Nonionic, low-osmolar contrast medium (iohexol; Omnipaque 350 mg/mL; GE Healthcare) was used to visualize the coronary arteries. Coronary stenting was performed using standard techniques. The use of tirofiban was left to the discretion of the interventional cardiologist during PCI. CIN was defined as an increase in serum creatinine level of ≥0.5 mg/dL or ≥25% above baseline within 48–72 hours after contrast medium administration.[17]
On admission, all patients received aspirin and available ADP receptor blocker. In addition, the decision to use beta-blockers, angiotensin-converting enzyme inhibitor (ACEi) or angiotensin receptor blocker (ARB), statins, diuretics, and nitrates was also left to the discretion of the interventional and clinical cardiologists as directed by international guidelines. About the patients with STEMI, if the patient had been diagnosed for CKD previously, the hydration protocol was started immediately before the procedure. For the other patients with STEMI, the hydration protocol was started just after the procedure if de novo CKD was detected on admission or total contrast volume used for intervention was above 4 mL/kg. The hydration protocol was intravenous isotonic saline (1 mL/kg/h, 0.9% sodium chloride) for 24 hours after intervention.

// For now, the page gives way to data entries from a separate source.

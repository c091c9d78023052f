use crate::commands::value::Value;

pub type ArgumentParseResult<'a> = Result<(Value, &'a str), ()>;

fn skip_whitespace(input: &str) -> &str {
    input.trim_start()
}

pub fn consume_token(input: &str) -> Option<(&str, &str)> {
    let input = skip_whitespace(input);
    if input.is_empty() {
        return None;
    }

    let end = input.find(char::is_whitespace).unwrap_or(input.len());

    Some((&input[..end], &input[end..]))
}

pub fn parse_string(input: &str) -> ArgumentParseResult<'_> {
    let input = skip_whitespace(input);
    if let Some((token, rest)) = consume_token(input) {
        Ok((Value::String(token.to_string()), rest))
    } else {
        Err(())
    }
}

pub fn parse_greedy_string(input: &str) -> ArgumentParseResult<'_> {
    let input = skip_whitespace(input);
    Ok((Value::GreedyString(input.to_string()), ""))
}

/// Splits the remainder of a command line into space separated arguments.
/// Runs of spaces produce empty arguments so that joining with `" "` gives
/// the input back. Empty input has no arguments.
pub fn split_arguments(input: &str) -> Vec<String> {
    if input.is_empty() {
        return Vec::new();
    }
    input.split(' ').map(str::to_string).collect()
}

#[cfg(test)]
mod tests {
    use super::*;

    #[test]
    fn consume_token_skips_leading_whitespace() {
        assert_eq!(consume_token("  reload now"), Some(("reload", " now")));
        assert_eq!(consume_token("   "), None);
    }

    #[test]
    fn greedy_takes_everything() {
        let (value, rest) = parse_greedy_string("  a,b  hello  ").unwrap();
        assert_eq!(value.as_greedy().unwrap(), "a,b  hello  ");
        assert_eq!(rest, "");
    }

    #[test]
    fn split_arguments_round_trips_spacing() {
        assert!(split_arguments("").is_empty());
        assert_eq!(split_arguments("lobby,pvp hi"), ["lobby,pvp", "hi"]);
        assert_eq!(split_arguments("a  b"), ["a", "", "b"]);
        assert_eq!(split_arguments("a  b").join(" "), "a  b");
    }
}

Also, hydration rate was reduced to 0.5 mL/kg/h in cases with LVEF <40% or overt heart failure. Patients with NSTE-ACS and CKD were started hydration at least 12 hours before the procedure and continued after intervention for 24 hours. The hydration protocol was same to patients with STEMI.
Data collection
The collected data included demographic information and medical history, such as age, gender, smoking status, body mass index (BMI), prior MI, prior PCI, hypertension, using of statin and ACE or ARB before admission, hyperlipidemia, and diabetes mellitus. Vital signs on admission including systolic blood pressure, diastolic blood pressure, and heart rate were evaluated for the study. Patients’ rhythm was obtained from 12-lead electrocardiography (ECG).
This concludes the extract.